Dresden-Berlin: Bahnstrecke wird ab 2009 deutlich ausgebaut
November 27, 2008
Mitte des nächsten Jahres beginnt der Ausbau der Bahnstrecke zwischen Dresden-Berlin. Das berichtet die “Sächsische Zeitung” unter Berufung auf das zuständige Bundesverkehrsministerium. Im November diesen Jahres wollen Deutsche Bahn und die deutsche Bundesregierung bereits eine Finanzierungsvereinbarung über rund 200 Millionen Euro einigen. Bis zum Jahre 2012 sollen fünf Projektabschnitte dann saniert werden.
Ziel sei es, bis zur Fertigstellung das die Züge mit 200 Kilometern pro Stunde die beiden Städte dann verbinden. “Wir wollen Stück für Stück unser Ziel erreichen, die Fahrzeit von jetzt mehr als zwei auf unter anderthalb Stunden zu reduzieren”, kündigte Bundesverkehrsminister Wolfgang Tiefensee von der SPD an.

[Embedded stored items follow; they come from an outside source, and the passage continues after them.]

#[cfg(test)]
mod tests {
    use super::*;
    use crate::playback::scheduler::AnimationClock;
    use std::cell::{Cell, RefCell};
    use std::rc::Rc;

    #[derive(Default)]
    struct FakeAudio {
        now: f64,
        duration: f64,
        loads: Vec<MediaSource>,
        starts: Vec<f64>,
        stops: usize,
        connected: bool,
        configured: Option<(usize, f32)>,
        level: u8,
    }

    impl AudioSource for FakeAudio {
        fn request_load(&mut self, source: &MediaSource) {
            self.loads.push(source.clone());
        }
        fn current_time(&self) -> f64 {
            self.now
        }
        fn duration(&self) -> f64 {
            self.duration
        }
        fn start(&mut self, offset: f64) {
            self.starts.push(offset);
        }
        fn stop(&mut self) {
            self.stops += 1;
        }
    }

    impl Analyser for FakeAudio {
        fn connect(&mut self) {
            self.connected = true;
        }
        fn configure(&mut self, fft_size: usize, smoothing: f32) {
            self.configured = Some((fft_size, smoothing));
        }
        fn frequency_bin_count(&self) -> usize {
            self.configured.map_or(0, |(size, _)| size / 2)
        }
        fn copy_frequencies(&mut self, out: &mut [u8]) {
            self.level = self.level.wrapping_add(1);
            out.fill(self.level);
        }
        fn copy_times(&mut self, out: &mut [u8]) {
            out.fill(128);
        }
    }

    struct FlagIndicator(Rc<Cell<bool>>);

    impl LoadingIndicator for FlagIndicator {
        fn show(&mut self) {
            self.0.set(true);
        }
        fn hide(&mut self) {
            self.0.set(false);
        }
    }

    #[derive(Clone, Default)]
    struct Frames(Rc<RefCell<Vec<(usize, Vec<u8>, Vec<u8>)>>>);

    impl Visualizer for Frames {
        fn draw(&mut self, bin_count: usize, frequencies: &[u8], times: &[u8]) {
            self.0
                .borrow_mut()
                .push((bin_count, frequencies.to_vec(), times.to_vec()));
        }
    }

    struct Harness {
        controller: PlaybackController<FakeAudio, AnimationClock>,
        loading: Rc<Cell<bool>>,
        frames: Frames,
    }

    fn harness(default_track: Option<&str>) -> Harness {
        let loading = Rc::new(Cell::new(false));
        let frames = Frames::default();
        let settings = ControllerSettings {
            fft_size: 8,
            smoothing: 0.8,
            default_track: default_track.map(MediaSource::parse),
        };
        let audio = FakeAudio {
            duration: 10.0,
            ..Default::default()
        };
        let controller = PlaybackController::new(
            settings,
            audio,
            AnimationClock::new(),
            Box::new(FlagIndicator(loading.clone())),
            Box::new(frames.clone()),
        );
        Harness {
            controller,
            loading,
            frames,
        }
    }

    /// Fire one display refresh and deliver every due frame.
    fn refresh(c: &mut PlaybackController<FakeAudio, AnimationClock>) -> usize {
        let due = c.scheduler_mut().refresh();
        let n = due.len();
        for token in due {
            c.on_frame(token);
        }
        n
    }

    fn playing(h: &mut Harness) {
        h.controller.load(MediaSource::parse("track.mp3"));
        h.controller.on_ready();
    }

    #[test]
    fn session_lifecycle() {
        let mut h = harness(None);
        let c = &mut h.controller;

        c.load(MediaSource::parse("track.mp3"));
        assert_eq!(c.state(), PlaybackState::Loading);
        assert!(h.loading.get());
        assert_eq!(c.audio().loads, vec![MediaSource::parse("track.mp3")]);

        c.on_ready();
        assert_eq!(c.state(), PlaybackState::Playing);
        assert!(!h.loading.get());
        assert!(c.audio().connected);
        assert_eq!(c.audio().configured, Some((8, 0.8)));
        assert_eq!(c.audio().starts, vec![0.0]);
        assert_eq!(c.scheduler_mut().pending_count(), 1);

        for _ in 0..5 {
            assert_eq!(refresh(c), 1);
        }
        assert_eq!(c.frames_drawn(), 5);

        c.on_ended();
        assert_eq!(c.state(), PlaybackState::Finished);
        assert_eq!(c.scheduler_mut().pending_count(), 0);
        assert_eq!(refresh(c), 0);
        assert_eq!(c.frames_drawn(), 5);
    }

    #[test]
    fn tick_reuses_snapshot_buffers() {
        let mut h = harness(None);
        playing(&mut h);
        refresh(&mut h.controller);
        refresh(&mut h.controller);

        let frames = h.frames.0.borrow();
        assert_eq!(frames.len(), 2);
        assert_eq!(frames[0].0, 4);
        assert_eq!(frames[0].1, vec![1; 4]);
        assert_eq!(frames[1].1, vec![2; 4]);
        assert_eq!(frames[1].2, vec![128; 4]);
    }

    #[test]
    fn pause_cancels_pending_frame() {
        let mut h = harness(None);
        playing(&mut h);
        refresh(&mut h.controller);

        h.controller.toggle_pause();
        assert_eq!(h.controller.state(), PlaybackState::Paused);
        assert_eq!(h.controller.pending_frame(), None);
        assert_eq!(h.controller.audio().stops, 1);

        for _ in 0..3 {
            h.controller.audio_mut().now += 1.0 / 60.0;
            assert_eq!(refresh(&mut h.controller), 0);
        }
        assert_eq!(h.controller.frames_drawn(), 1);
    }

    #[test]
    fn stale_token_is_dropped() {
        let mut h = harness(None);
        playing(&mut h);
        let stale = h.controller.pending_frame().unwrap();

        h.controller.toggle_pause();
        h.controller.toggle_pause();
        h.controller.on_frame(stale);
        assert_eq!(h.controller.frames_drawn(), 0);
    }

    #[test]
    fn pause_resume_keeps_position() {
        let mut h = harness(None);
        playing(&mut h);

        h.controller.audio_mut().now = 3.0;
        h.controller.toggle_pause();
        assert!((h.controller.position() - 3.0).abs() < 1e-9);

        h.controller.audio_mut().now = 7.0;
        assert!((h.controller.position() - 3.0).abs() < 1e-9);

        h.controller.toggle_pause();
        assert_eq!(h.controller.state(), PlaybackState::Playing);
        assert!((h.controller.audio().starts[1] - 3.0).abs() < 1e-9);
        assert!((h.controller.position() - 3.0).abs() < 1e-9);
        assert_eq!(h.controller.scheduler_mut().pending_count(), 1);

        h.controller.audio_mut().now = 8.0;
        assert!((h.controller.position() - 4.0).abs() < 1e-9);
    }

    #[test]
    fn resume_wraps_offset_past_duration() {
        let mut h = harness(None);
        playing(&mut h);

        h.controller.audio_mut().now = 12.5;
        h.controller.toggle_pause();
        h.controller.toggle_pause();
        assert!((h.controller.audio().starts[1] - 2.5).abs() < 1e-9);
    }

    #[test]
    fn invalid_operations_are_no_ops() {
        let mut h = harness(None);
        let c = &mut h.controller;

        // unstarted
        c.on_ready();
        c.on_ended();
        c.toggle_pause();
        assert_eq!(c.state(), PlaybackState::Unstarted);

        // loading
        c.load(MediaSource::parse("a.mp3"));
        c.load(MediaSource::parse("b.mp3"));
        c.on_ended();
        c.toggle_pause();
        assert_eq!(c.state(), PlaybackState::Loading);
        assert_eq!(c.audio().loads.len(), 1);

        // playing
        c.on_ready();
        c.on_ready();
        c.load(MediaSource::parse("c.mp3"));
        assert_eq!(c.state(), PlaybackState::Playing);
        assert_eq!(c.audio().starts.len(), 1);

        // paused
        c.toggle_pause();
        c.on_ready();
        c.on_ended();
        c.load(MediaSource::parse("d.mp3"));
        assert_eq!(c.state(), PlaybackState::Paused);

        // finished
        c.toggle_pause();
        c.on_ended();
        c.on_ended();
        c.toggle_pause();
        c.on_ready();
        assert_eq!(c.state(), PlaybackState::Finished);
        assert_eq!(c.audio().loads.len(), 1);
    }

    #[test]
    fn load_failure_stays_loading() {
        let mut h = harness(None);
        h.controller.load(MediaSource::parse("broken.mp3"));
        h.controller
            .handle_audio_event(AudioEvent::LoadFailed(PlaybackError::Decode {
                source_ref: "broken.mp3".into(),
                reason: "bad header".into(),
            }));
        assert_eq!(h.controller.state(), PlaybackState::Loading);
        assert!(h.loading.get());
        assert_eq!(h.controller.audio().loads.len(), 1);
    }

    #[test]
    fn finished_session_can_reload() {
        let mut h = harness(None);
        playing(&mut h);
        h.controller.audio_mut().now = 10.0;
        h.controller.handle_audio_event(AudioEvent::Ended);

        h.controller.load(MediaSource::parse("next.mp3"));
        assert_eq!(h.controller.state(), PlaybackState::Loading);
        assert_eq!(h.controller.position(), 0.0);
        h.controller.handle_audio_event(AudioEvent::Ready);
        assert_eq!(h.controller.state(), PlaybackState::Playing);
    }

    #[test]
    fn toggle_on_unstarted_loads_default_track() {
        let mut h = harness(Some("chrono.mp3"));
        h.controller.toggle_pause();
        assert_eq!(h.controller.state(), PlaybackState::Loading);
        assert_eq!(
            h.controller.source(),
            Some(&MediaSource::parse("chrono.mp3"))
        );
    }

    #[test]
    fn toggle_on_unstarted_without_default_does_nothing() {
        let mut h = harness(None);
        h.controller.toggle_pause();
        assert_eq!(h.controller.state(), PlaybackState::Unstarted);
        assert!(h.controller.audio().loads.is_empty());
    }
}
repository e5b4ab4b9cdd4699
pub mod input;
pub mod remote;
pub mod script;
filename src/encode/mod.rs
pub mod ffmpeg;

Ab dem Jahre 2012 solle die Fahrzeit auf der Strecke nur noch 103 Minuten betragen. Nach Fertigstellung der gesamten Strecke soll die Fahrzeit dann auf nur noch auf 89 Minuten sinken. Ab der Stadt Leipzig rollen die ICEs schon jetzt nach nur knapp über einer Stunde im Berliner Hauptbahnhof ein.
Baden Württemberg: Günther Oettinger schafft die Hauptschule ab 2010 ab
November 27, 2008
Nach dem jahrelangem bildungspolitischen Streit verabschiedet sich das Bundesland Baden-Württemberg von der sogenannten Hauptschule. Vom Schuljahr 2010/11 an würden Viertklässler keine sogenannte Hauptschulempfehlung mehr erhalten, teilte eine Sprecherin des Kultusministeriums am gestrigen Mittwoch mit.
Der zuständige Ministerpräsident Günther Oettinger hatte schon vor der vergangenen Sommerpause vorgeschlagen, alle zweizügigen Hauptschulen im Südwesten zu sogenannten Werkrealschulen umzubauen, was allerdings viele Schulschließungen im ländlichen Raum mit sich bringen würde.
Die erwähnten Werkrealschule soll als eine Weiterentwicklung der umstrittenen Hauptschule in Baden Württemberg etabliert werden. Kultusminister Helmut Rau von der CDU erklärte, auch in der Zukunft werde keine Hauptschule gegen den Willen des Schulträgers in dem Bundesland geschlossen. Er fügte später noch hinzu: “Durch eine Verknüpfung mit der beruflichen Schule erhält die Werkrealschule eine noch stärkere berufliche Grundbildung.”